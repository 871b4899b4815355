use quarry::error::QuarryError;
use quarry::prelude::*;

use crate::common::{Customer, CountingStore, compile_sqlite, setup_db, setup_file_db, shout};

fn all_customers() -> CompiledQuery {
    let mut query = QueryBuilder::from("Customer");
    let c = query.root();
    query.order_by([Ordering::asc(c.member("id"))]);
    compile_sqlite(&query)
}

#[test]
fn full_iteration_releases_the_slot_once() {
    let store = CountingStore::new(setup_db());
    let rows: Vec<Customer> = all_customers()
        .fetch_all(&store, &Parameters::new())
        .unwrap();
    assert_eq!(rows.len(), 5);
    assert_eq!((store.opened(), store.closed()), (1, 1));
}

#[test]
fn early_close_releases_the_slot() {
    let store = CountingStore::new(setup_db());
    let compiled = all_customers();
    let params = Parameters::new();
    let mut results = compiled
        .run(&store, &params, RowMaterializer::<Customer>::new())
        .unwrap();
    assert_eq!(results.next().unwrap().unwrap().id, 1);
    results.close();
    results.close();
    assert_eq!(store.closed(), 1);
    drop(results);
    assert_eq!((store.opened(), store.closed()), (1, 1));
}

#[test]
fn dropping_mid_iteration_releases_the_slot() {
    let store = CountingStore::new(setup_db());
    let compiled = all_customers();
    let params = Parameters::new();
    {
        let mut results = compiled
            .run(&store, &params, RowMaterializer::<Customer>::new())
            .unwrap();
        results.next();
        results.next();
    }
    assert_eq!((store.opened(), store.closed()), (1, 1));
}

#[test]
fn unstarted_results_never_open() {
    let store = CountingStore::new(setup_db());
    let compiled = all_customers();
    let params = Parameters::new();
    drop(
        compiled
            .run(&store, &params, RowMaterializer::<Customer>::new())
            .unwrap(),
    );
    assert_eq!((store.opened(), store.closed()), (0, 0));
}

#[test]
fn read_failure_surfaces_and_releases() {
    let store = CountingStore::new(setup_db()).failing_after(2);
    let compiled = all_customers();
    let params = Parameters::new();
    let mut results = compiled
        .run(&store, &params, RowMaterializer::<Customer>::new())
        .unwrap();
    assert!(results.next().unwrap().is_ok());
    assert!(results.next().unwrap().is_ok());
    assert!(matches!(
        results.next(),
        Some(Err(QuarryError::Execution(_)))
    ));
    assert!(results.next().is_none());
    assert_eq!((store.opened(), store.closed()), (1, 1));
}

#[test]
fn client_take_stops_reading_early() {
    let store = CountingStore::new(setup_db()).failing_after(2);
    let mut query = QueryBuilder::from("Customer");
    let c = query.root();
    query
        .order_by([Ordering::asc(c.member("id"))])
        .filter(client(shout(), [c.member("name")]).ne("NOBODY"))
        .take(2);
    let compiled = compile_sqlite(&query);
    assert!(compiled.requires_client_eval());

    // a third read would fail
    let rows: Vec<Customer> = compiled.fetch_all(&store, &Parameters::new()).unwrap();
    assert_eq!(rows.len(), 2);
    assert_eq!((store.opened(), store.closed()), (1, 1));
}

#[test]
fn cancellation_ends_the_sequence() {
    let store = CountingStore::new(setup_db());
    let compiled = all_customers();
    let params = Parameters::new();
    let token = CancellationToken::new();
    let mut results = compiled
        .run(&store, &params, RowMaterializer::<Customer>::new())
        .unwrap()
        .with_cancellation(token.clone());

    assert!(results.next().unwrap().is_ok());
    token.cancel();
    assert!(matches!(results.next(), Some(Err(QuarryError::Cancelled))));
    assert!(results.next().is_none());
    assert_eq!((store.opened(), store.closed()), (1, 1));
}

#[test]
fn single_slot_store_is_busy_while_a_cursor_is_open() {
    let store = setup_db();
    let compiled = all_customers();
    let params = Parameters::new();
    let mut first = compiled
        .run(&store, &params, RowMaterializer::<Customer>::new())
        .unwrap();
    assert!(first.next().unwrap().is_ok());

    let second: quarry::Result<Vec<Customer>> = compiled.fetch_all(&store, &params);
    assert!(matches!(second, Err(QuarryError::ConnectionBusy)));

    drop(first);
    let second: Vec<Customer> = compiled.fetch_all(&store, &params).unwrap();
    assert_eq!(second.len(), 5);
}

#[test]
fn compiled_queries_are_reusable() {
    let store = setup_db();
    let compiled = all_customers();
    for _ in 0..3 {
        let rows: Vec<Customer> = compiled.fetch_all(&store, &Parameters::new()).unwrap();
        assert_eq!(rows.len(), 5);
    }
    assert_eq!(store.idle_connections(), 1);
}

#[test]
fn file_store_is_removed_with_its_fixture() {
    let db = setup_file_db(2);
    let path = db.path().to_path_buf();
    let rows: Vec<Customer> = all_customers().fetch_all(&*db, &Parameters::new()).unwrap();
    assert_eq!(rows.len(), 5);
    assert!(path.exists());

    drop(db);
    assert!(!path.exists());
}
--------------------
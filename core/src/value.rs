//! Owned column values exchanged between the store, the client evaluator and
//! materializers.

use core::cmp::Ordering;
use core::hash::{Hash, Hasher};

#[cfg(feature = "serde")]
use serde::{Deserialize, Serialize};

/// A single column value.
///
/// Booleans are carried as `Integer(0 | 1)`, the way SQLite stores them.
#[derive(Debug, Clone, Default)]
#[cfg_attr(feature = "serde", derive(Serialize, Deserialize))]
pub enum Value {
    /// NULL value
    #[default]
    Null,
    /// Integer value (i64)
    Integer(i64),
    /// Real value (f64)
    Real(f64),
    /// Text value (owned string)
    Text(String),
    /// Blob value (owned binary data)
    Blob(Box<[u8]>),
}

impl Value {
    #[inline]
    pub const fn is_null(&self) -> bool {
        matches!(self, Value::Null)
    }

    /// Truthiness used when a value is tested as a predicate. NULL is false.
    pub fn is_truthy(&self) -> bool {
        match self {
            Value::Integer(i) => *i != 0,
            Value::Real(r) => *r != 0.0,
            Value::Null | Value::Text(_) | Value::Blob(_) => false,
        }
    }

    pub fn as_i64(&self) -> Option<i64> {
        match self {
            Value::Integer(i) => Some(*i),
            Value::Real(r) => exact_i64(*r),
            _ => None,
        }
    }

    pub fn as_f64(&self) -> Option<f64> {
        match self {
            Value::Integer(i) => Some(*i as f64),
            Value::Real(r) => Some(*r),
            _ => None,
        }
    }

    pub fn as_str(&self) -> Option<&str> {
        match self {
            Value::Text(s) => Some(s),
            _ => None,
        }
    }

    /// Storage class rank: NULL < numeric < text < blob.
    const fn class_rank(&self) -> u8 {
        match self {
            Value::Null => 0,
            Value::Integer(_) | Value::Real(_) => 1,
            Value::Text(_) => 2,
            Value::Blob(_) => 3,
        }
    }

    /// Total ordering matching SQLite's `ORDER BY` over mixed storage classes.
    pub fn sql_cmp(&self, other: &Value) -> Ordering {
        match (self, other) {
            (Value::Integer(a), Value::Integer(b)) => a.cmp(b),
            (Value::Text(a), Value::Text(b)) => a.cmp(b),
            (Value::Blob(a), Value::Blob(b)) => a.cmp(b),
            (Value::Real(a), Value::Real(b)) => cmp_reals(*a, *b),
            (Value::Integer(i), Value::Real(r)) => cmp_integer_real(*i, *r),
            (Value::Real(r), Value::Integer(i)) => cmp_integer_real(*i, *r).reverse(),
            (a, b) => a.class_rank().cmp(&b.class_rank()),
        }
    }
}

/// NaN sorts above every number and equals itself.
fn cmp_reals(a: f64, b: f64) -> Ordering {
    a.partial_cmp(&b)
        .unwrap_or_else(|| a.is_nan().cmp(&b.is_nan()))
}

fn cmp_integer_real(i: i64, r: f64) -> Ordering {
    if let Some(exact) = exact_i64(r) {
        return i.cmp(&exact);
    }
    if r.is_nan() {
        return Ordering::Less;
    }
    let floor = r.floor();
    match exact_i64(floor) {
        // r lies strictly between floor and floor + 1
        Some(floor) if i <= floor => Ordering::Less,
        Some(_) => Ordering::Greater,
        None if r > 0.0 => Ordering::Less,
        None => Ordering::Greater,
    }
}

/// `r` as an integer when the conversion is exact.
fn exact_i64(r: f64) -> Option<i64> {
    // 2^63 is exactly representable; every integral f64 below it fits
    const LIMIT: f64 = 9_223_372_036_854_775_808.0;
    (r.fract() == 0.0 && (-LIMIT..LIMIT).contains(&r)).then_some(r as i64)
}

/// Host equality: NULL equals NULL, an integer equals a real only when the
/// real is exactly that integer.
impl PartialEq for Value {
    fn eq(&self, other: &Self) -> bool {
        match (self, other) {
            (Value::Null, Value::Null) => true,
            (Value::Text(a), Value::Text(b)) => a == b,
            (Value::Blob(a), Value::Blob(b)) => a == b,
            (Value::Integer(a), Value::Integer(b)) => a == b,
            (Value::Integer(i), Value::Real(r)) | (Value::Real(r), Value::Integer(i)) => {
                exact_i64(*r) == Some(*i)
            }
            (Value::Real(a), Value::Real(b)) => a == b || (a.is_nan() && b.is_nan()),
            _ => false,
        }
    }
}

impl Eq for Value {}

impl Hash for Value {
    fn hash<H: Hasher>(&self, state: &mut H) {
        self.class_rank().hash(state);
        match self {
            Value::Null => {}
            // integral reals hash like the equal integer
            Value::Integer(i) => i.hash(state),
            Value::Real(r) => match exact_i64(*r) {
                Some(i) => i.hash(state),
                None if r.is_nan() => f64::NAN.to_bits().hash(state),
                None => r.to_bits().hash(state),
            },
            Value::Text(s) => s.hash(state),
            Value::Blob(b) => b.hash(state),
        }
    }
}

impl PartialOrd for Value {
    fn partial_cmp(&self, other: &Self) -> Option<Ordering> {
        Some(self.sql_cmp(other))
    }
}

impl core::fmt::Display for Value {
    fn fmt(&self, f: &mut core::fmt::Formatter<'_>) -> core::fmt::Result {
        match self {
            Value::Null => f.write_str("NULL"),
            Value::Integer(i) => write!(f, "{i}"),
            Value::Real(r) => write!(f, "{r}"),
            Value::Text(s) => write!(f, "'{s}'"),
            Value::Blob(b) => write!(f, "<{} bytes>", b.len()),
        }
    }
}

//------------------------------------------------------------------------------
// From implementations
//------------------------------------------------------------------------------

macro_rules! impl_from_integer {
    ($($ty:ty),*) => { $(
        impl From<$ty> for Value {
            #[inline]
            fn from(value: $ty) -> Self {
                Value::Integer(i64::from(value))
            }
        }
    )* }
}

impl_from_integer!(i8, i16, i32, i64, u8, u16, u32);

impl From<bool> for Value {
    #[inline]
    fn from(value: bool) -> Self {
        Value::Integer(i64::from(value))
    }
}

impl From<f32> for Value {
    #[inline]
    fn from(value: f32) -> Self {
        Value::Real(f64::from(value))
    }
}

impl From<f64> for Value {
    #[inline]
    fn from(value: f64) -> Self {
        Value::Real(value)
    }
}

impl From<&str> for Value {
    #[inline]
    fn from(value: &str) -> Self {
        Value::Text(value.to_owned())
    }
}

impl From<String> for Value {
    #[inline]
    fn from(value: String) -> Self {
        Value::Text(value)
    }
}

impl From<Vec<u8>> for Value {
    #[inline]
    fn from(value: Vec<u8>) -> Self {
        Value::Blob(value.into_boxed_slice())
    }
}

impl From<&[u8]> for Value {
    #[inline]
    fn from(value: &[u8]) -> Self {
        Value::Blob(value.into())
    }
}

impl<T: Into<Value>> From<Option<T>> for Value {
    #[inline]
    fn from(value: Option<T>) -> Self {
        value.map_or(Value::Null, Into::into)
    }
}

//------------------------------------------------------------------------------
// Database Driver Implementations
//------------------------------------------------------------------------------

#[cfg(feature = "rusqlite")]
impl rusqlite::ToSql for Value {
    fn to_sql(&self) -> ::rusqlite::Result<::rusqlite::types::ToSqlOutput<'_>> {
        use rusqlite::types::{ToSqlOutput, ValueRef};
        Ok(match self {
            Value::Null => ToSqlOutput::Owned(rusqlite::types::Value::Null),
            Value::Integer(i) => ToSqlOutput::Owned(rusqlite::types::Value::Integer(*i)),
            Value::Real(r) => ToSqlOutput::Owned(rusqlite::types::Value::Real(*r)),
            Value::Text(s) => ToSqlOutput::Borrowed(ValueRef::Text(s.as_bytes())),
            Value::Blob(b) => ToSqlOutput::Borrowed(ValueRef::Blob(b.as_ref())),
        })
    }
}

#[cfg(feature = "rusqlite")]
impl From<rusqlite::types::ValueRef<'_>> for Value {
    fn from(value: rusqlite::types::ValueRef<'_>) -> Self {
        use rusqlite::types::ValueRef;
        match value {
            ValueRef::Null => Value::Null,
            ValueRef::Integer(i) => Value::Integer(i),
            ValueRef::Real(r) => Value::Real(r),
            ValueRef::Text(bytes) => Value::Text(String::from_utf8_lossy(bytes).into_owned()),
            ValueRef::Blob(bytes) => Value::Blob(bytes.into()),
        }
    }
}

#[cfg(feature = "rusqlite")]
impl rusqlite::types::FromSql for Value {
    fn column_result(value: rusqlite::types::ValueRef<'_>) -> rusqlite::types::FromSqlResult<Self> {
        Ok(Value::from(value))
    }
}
--------------------
**EXERCISE DESCRIPTION**
Go through the data and return each line where the word "shout" appears.

**TASK RESPONSE**
use crate::common::{Customer, CountingStore, compile_sqlite, setup_db, setup_file_db, shout};
        .filter(client(shout(), [c.member("name")]).ne("NOBODY"))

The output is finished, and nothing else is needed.